Animals should properly control the retention time of memory in order to adapt to constantly changing environments. Therefore, the process for active forgetting of dispensable memories is important for survival. However, the regulatory mechanisms of active forgetting remain to be understood. We previously reported that the TIR-1/JNK-1 pathway in AWC sensory neurons accelerates forgetting of the adaptation to diacetyl, which is one of the odorants sensed by AWA sensory neurons. Wild-type animals forget the adaptation after incubated on food. In contrast,
tir-1 mutants show prolonged retention of the adaptation after incubated on food. Therefore, to explore the downstream factors of the TIR-1/JNK-1 pathway, we carried out a suppressor screening of the forgetting phenotype of a
tir-1 loss-of-function mutant. Consequentially, we found that mutations in
dgk-1, which encodes a diacylglycerol kinase-1, suppress the phenotype of
tir-1. DGK-1 is known to interfere with synaptic release by phosphorylation of diacylglycerol (DAG). Next, we examined whether the known DAG signaling pathway is involved in the forgetting of the adaptation to diacetyl.
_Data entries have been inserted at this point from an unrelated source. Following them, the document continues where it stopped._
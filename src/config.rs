use std::net::SocketAddr;
use std::time::Duration;

use anyhow::Context;
use tracing::trace;

use crate::WorkloadKind;
use crate::actors::ingest::DEFAULT_QUEUE_CAPACITY;

/// Sink backend selection
#[derive(Debug, Clone, PartialEq, serde::Deserialize)]
#[serde(tag = "backend", rename_all = "lowercase")]
pub enum SinkBackend {
    /// In-memory sink (no persistence)
    #[serde(rename = "none")]
    None,

    /// InfluxDB 1.x over HTTP
    Influxdb {
        #[serde(default = "default_influx_url")]
        url: String,
        username: Option<String>,
        password: Option<String>,
        #[serde(default = "default_skip_tls_verify")]
        skip_tls_verify: bool,
    },
}

impl Default for SinkBackend {
    fn default() -> Self {
        SinkBackend::Influxdb {
            url: default_influx_url(),
            username: None,
            password: None,
            skip_tls_verify: default_skip_tls_verify(),
        }
    }
}

/// Time-series sink configuration
#[derive(Debug, Clone, PartialEq, serde::Deserialize)]
pub struct SinkConfig {
    #[serde(flatten)]
    pub backend: SinkBackend,

    /// Database every sample is written to
    #[serde(default = "default_database")]
    pub database: String,

    /// Deadline for every sink call, in seconds
    #[serde(default = "default_timeout_secs")]
    pub timeout_secs: u64,
}

impl SinkConfig {
    pub fn timeout(&self) -> Duration {
        Duration::from_secs(self.timeout_secs)
    }
}

impl Default for SinkConfig {
    fn default() -> Self {
        Self {
            backend: SinkBackend::default(),
            database: default_database(),
            timeout_secs: default_timeout_secs(),
        }
    }
}

#[derive(Debug, Clone, PartialEq, serde::Deserialize)]
#[serde(rename_all = "snake_case")]
pub enum Alert {
    Email(Email),
    Webhook(Webhook),
}

#[derive(Debug, Clone, PartialEq, serde::Deserialize)]
pub struct Email {
    /// `host:port` of the SMTP relay
    pub smtp_server: String,
    pub username: String,
    pub password: String,
    /// Sender address, defaults to `username`
    pub from: Option<String>,
    pub to: String,
}

#[derive(Debug, Clone, PartialEq, serde::Deserialize)]
pub struct Webhook {
    pub url: String,
}

#[derive(Debug, Clone, PartialEq, serde::Deserialize)]
pub struct Config {
    /// Address the control API binds to
    #[serde(default = "default_listen_address")]
    pub listen_address: SocketAddr,

    #[serde(default)]
    pub sink: SinkConfig,

    /// Seconds between two container listings
    #[serde(default = "default_poll_interval")]
    pub poll_interval: u64,

    /// Seconds between two dedup ticks
    #[serde(default = "default_monitor_interval")]
    pub monitor_interval: u64,

    /// Kinds to poll and alert on
    #[serde(default = "default_kinds")]
    pub kinds: Vec<WorkloadKind>,

    /// Also record containers that match no kind
    #[serde(default)]
    pub record_unmatched: bool,

    #[serde(default = "default_queue_capacity")]
    pub queue_capacity: usize,

    /// Where down notifications go (none = alerts are only logged)
    pub alert: Option<Alert>,

    /// Seconds one notification may take before it counts as failed
    #[serde(default = "default_alert_timeout_secs")]
    pub alert_timeout_secs: u64,

    /// Base of the restart link put into notifications
    #[serde(default = "default_restart_base_url")]
    pub restart_base_url: String,

    /// Docker socket path, local defaults when unset
    pub docker_socket: Option<String>,
}

impl Default for Config {
    fn default() -> Self {
        Self {
            listen_address: default_listen_address(),
            sink: SinkConfig::default(),
            poll_interval: default_poll_interval(),
            monitor_interval: default_monitor_interval(),
            kinds: default_kinds(),
            record_unmatched: false,
            queue_capacity: default_queue_capacity(),
            alert: None,
            alert_timeout_secs: default_alert_timeout_secs(),
            restart_base_url: default_restart_base_url(),
            docker_socket: None,
        }
    }
}

impl Config {
    pub fn poll_interval(&self) -> Duration {
        Duration::from_secs(self.poll_interval)
    }

    pub fn monitor_interval(&self) -> Duration {
        Duration::from_secs(self.monitor_interval)
    }

    pub fn alert_timeout(&self) -> Duration {
        Duration::from_secs(self.alert_timeout_secs)
    }

    /// Reject values the tasks cannot run with.
    pub fn validate(&self) -> anyhow::Result<()> {
        if self.poll_interval == 0 || self.monitor_interval == 0 {
            anyhow::bail!("poll_interval and monitor_interval must be at least 1 second");
        }
        if self.sink.timeout_secs == 0 {
            anyhow::bail!("sink.timeout_secs must be at least 1 second");
        }
        if self.alert_timeout_secs == 0 {
            anyhow::bail!("alert_timeout_secs must be at least 1 second");
        }
        if self.queue_capacity == 0 {
            anyhow::bail!("queue_capacity must be at least 1");
        }
        if self.kinds.is_empty() {
            anyhow::bail!("at least one kind must be monitored");
        }
        Ok(())
    }
}

fn default_listen_address() -> SocketAddr {
    SocketAddr::from(([0, 0, 0, 0], 8088))
}

fn default_influx_url() -> String {
    "http://influxdb:8086".to_string()
}

fn default_skip_tls_verify() -> bool {
    true
}

fn default_database() -> String {
    "containers".to_string()
}

fn default_timeout_secs() -> u64 {
    60
}

fn default_alert_timeout_secs() -> u64 {
    30
}

fn default_poll_interval() -> u64 {
    30
}

fn default_monitor_interval() -> u64 {
    10
}

fn default_kinds() -> Vec<WorkloadKind> {
    WorkloadKind::ALL.to_vec()
}

fn default_queue_capacity() -> usize {
    DEFAULT_QUEUE_CAPACITY
}

fn default_restart_base_url() -> String {
    "http://localhost:8088".to_string()
}

pub fn read_config_file(path: &str) -> anyhow::Result<Config> {
    let file_content = std::fs::read_to_string(path)
        .with_context(|| format!("failed to read configuration file {path}"))?;
    let config: Config = serde_json::from_str(&file_content)
        .with_context(|| format!("invalid configuration file {path}"))?;
    config.validate()?;
    trace!("loaded config: {config:?}");
    Ok(config)
}
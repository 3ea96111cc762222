//! Down notifications
//!
//! A [`Notifier`] delivers one [`AlertMessage`] per down episode. The
//! deduplicator decides *when* to notify; this module only decides *how*.

use std::sync::Arc;
use std::time::Duration;

use anyhow::Context;
use async_trait::async_trait;
use chrono::{DateTime, Utc};
use reqwest::Client;
use serde_json::json;
use tokio::sync::Mutex;
use tracing::{info, instrument, warn};

use crate::config::{Alert, Webhook};
use crate::{LifecycleStatus, WorkloadSnapshot};

/// Path of the control endpoint that restarts a container
pub const RESTART_PATH: &str = "/monitor?containerid=";

/// Rendered subject and plain-text body of a down notification
#[derive(Debug, Clone, PartialEq, Eq)]
pub struct AlertMessage {
    pub subject: String,
    pub body: String,
}

impl AlertMessage {
    /// Render the notification for `snapshot`, the last running state of a
    /// workload observed down at `observed_at`.
    pub fn render(
        snapshot: &WorkloadSnapshot,
        observed_at: DateTime<Utc>,
        restart_base_url: &str,
    ) -> Self {
        let subject = format!("Attention: {} container down", snapshot.name);

        let body = format!(
            "Application {name} went down at {time} on {day} (UTC). Please investigate\n\n\
             DETAILS:\n\
             ContainerName: {name}\n\
             ContainerID: {id}\n\
             ContainerNetwork: {network}\n\
             Image: {image}\n\
             CurrentStatus: {status}\n\
             StartedAt: {started}\n\
             LinkToStartContainer: {link}",
            name = snapshot.name,
            time = observed_at.format("%H:%M:%S"),
            day = observed_at.format("%B %-d, %Y"),
            id = snapshot.id,
            network = snapshot.network,
            image = snapshot.image_name,
            status = LifecycleStatus::Stop,
            started = snapshot.runtime_status_text,
            link = restart_link(restart_base_url, &snapshot.id),
        );

        Self { subject, body }
    }
}

pub fn restart_link(restart_base_url: &str, container_id: &str) -> String {
    format!(
        "{}{RESTART_PATH}{container_id}",
        restart_base_url.trim_end_matches('/')
    )
}

/// Delivery channel for down notifications
///
/// Implementations must tolerate concurrent calls from several dedup tasks.
#[async_trait]
pub trait Notifier: Send + Sync {
    async fn send(&self, snapshot: &WorkloadSnapshot, observed_at: DateTime<Utc>)
    -> anyhow::Result<()>;
}

/// Notifier used when no alert channel is configured: logs and succeeds
#[derive(Debug, Clone)]
pub struct LogNotifier {
    restart_base_url: String,
}

impl LogNotifier {
    pub fn new(restart_base_url: impl Into<String>) -> Self {
        Self {
            restart_base_url: restart_base_url.into(),
        }
    }
}

#[async_trait]
impl Notifier for LogNotifier {
    async fn send(
        &self,
        snapshot: &WorkloadSnapshot,
        observed_at: DateTime<Utc>,
    ) -> anyhow::Result<()> {
        let message = AlertMessage::render(snapshot, observed_at, &self.restart_base_url);
        warn!("{}: {}", message.subject, message.body);
        Ok(())
    }
}

/// Posts a JSON payload to a webhook
#[derive(Debug)]
pub struct WebhookNotifier {
    client: Client,
    webhook: Webhook,
    restart_base_url: String,
    lock: Mutex<()>,
}

impl WebhookNotifier {
    /// `timeout` bounds every request, so a hung endpoint fails the send.
    pub fn new(
        webhook: Webhook,
        restart_base_url: impl Into<String>,
        timeout: Duration,
    ) -> anyhow::Result<Self> {
        let client = Client::builder()
            .timeout(timeout)
            .build()
            .context("failed to build webhook client")?;

        Ok(Self {
            client,
            webhook,
            restart_base_url: restart_base_url.into(),
            lock: Mutex::new(()),
        })
    }
}

#[async_trait]
impl Notifier for WebhookNotifier {
    #[instrument(skip(self, snapshot), fields(container = %snapshot.name))]
    async fn send(
        &self,
        snapshot: &WorkloadSnapshot,
        observed_at: DateTime<Utc>,
    ) -> anyhow::Result<()> {
        let message = AlertMessage::render(snapshot, observed_at, &self.restart_base_url);
        let payload = json!({
            "message": message.body,
            "subject": message.subject,
            "container": snapshot.name,
            "container_id": snapshot.id,
            "timestamp": observed_at.to_rfc3339()
        });

        let _guard = self.lock.lock().await;
        let response = self.client.post(&self.webhook.url).json(&payload).send().await?;

        if !response.status().is_success() {
            anyhow::bail!("webhook alert failed with status: {}", response.status());
        }

        info!("successfully sent webhook alert");
        Ok(())
    }
}

#[cfg(feature = "email")]
pub use email::EmailNotifier;

#[cfg(feature = "email")]
mod email {
    use std::time::Duration;

    use anyhow::Context;
    use async_trait::async_trait;
    use chrono::{DateTime, Utc};
    use lettre::message::Mailbox;
    use lettre::message::header::ContentType;
    use lettre::transport::smtp::authentication::Credentials;
    use lettre::{AsyncSmtpTransport, AsyncTransport, Message, Tokio1Executor};
    use tokio::sync::Mutex;
    use tracing::{info, instrument};

    use super::{AlertMessage, Notifier};
    use crate::WorkloadSnapshot;
    use crate::config::Email;

    /// Sends notifications over SMTP (STARTTLS relay)
    pub struct EmailNotifier<T = AsyncSmtpTransport<Tokio1Executor>> {
        transport: T,
        from: Mailbox,
        to: Mailbox,
        restart_base_url: String,
        lock: Mutex<()>,
    }

    impl EmailNotifier {
        /// Connects lazily; `timeout` bounds each SMTP exchange.
        pub fn new(
            config: &Email,
            restart_base_url: impl Into<String>,
            timeout: Duration,
        ) -> anyhow::Result<Self> {
            let (host, port) = match config.smtp_server.rsplit_once(':') {
                Some((host, port)) => (
                    host,
                    Some(port.parse::<u16>().with_context(|| {
                        format!("invalid SMTP port in {}", config.smtp_server)
                    })?),
                ),
                None => (config.smtp_server.as_str(), None),
            };

            let mut builder = AsyncSmtpTransport::<Tokio1Executor>::starttls_relay(host)
                .context("failed to set up SMTP relay")?
                .credentials(Credentials::new(
                    config.username.clone(),
                    config.password.clone(),
                ))
                .timeout(Some(timeout));
            if let Some(port) = port {
                builder = builder.port(port);
            }

            let from = config
                .from
                .as_deref()
                .unwrap_or(&config.username)
                .parse::<Mailbox>()
                .context("invalid sender address")?;
            let to = config
                .to
                .parse::<Mailbox>()
                .context("invalid recipient address")?;

            Ok(Self::with_transport(builder.build(), from, to, restart_base_url))
        }
    }

    impl<T> EmailNotifier<T> {
        pub fn with_transport(
            transport: T,
            from: Mailbox,
            to: Mailbox,
            restart_base_url: impl Into<String>,
        ) -> Self {
            Self {
                transport,
                from,
                to,
                restart_base_url: restart_base_url.into(),
                lock: Mutex::new(()),
            }
        }

        fn message(
            &self,
            snapshot: &WorkloadSnapshot,
            observed_at: DateTime<Utc>,
        ) -> anyhow::Result<Message> {
            let message = AlertMessage::render(snapshot, observed_at, &self.restart_base_url);
            Message::builder()
                .from(self.from.clone())
                .to(self.to.clone())
                .subject(message.subject)
                .header(ContentType::TEXT_PLAIN)
                .body(message.body)
                .context("failed to build email")
        }
    }

    #[async_trait]
    impl<T> Notifier for EmailNotifier<T>
    where
        T: AsyncTransport + Send + Sync,
        T::Error: std::error::Error + Send + Sync + 'static,
    {
        #[instrument(skip(self, snapshot), fields(container = %snapshot.name))]
        async fn send(
            &self,
            snapshot: &WorkloadSnapshot,
            observed_at: DateTime<Utc>,
        ) -> anyhow::Result<()> {
            let email = self.message(snapshot, observed_at)?;

            let _guard = self.lock.lock().await;
            self.transport
                .send(email)
                .await
                .context("failed to send email")?;

            info!("successfully sent email alert");
            Ok(())
        }
    }
}

/// Build the notifier for the configured alert channel.
///
/// `timeout` bounds a single delivery attempt of the transport.
pub fn build_notifier(
    alert: Option<&Alert>,
    restart_base_url: &str,
    timeout: Duration,
) -> anyhow::Result<Arc<dyn Notifier>> {
    match alert {
        None => Ok(Arc::new(LogNotifier::new(restart_base_url))),
        Some(Alert::Webhook(webhook)) => Ok(Arc::new(WebhookNotifier::new(
            webhook.clone(),
            restart_base_url,
            timeout,
        )?)),
        #[cfg(feature = "email")]
        Some(Alert::Email(email)) => Ok(Arc::new(EmailNotifier::new(
            email,
            restart_base_url,
            timeout,
        )?)),
        #[cfg(not(feature = "email"))]
        Some(Alert::Email(_)) => {
            anyhow::bail!("email alerts require the `email` feature")
        }
    }
}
Mutations in
dgk-3 (diacylglycerol kinase-3),
goa-1 (Go?), and
egl-30 (gf) (Gq?) suppressed the
tir-1 phenotype similarly to in
dgk-1. These results suggest that DAG signaling pathway presumably regulates the forgetting downstream of TIR-1/JNK-1 pathway. Furthermore, the cell-specific rescue experiments of
goa-1 gene showed that the expressions of
goa-1 in AWB and AWC sensory neurons, or AIA interneurons were sufficient to restore the forgetting phenotype. On the other hand, after recovery without food,
tir-1 mutants can forget the memory for olfactory adaptation similarly to wild-type animals. Interestingly,
goa-1 mutants and their double mutants with
tir-1 exhibited prolonged retention of the adaptation after incubated without food, in contrast to after incubated on food. In addition, mutants for a biosynthetic enzyme and receptors for serotonin showed a defect in forgetting after recovery without food, suggesting that serotonin is important for the regulation of forgetting. Taken together, active forgetting of memories made by simple learning paradigm is properly regulated through several neuronal processes.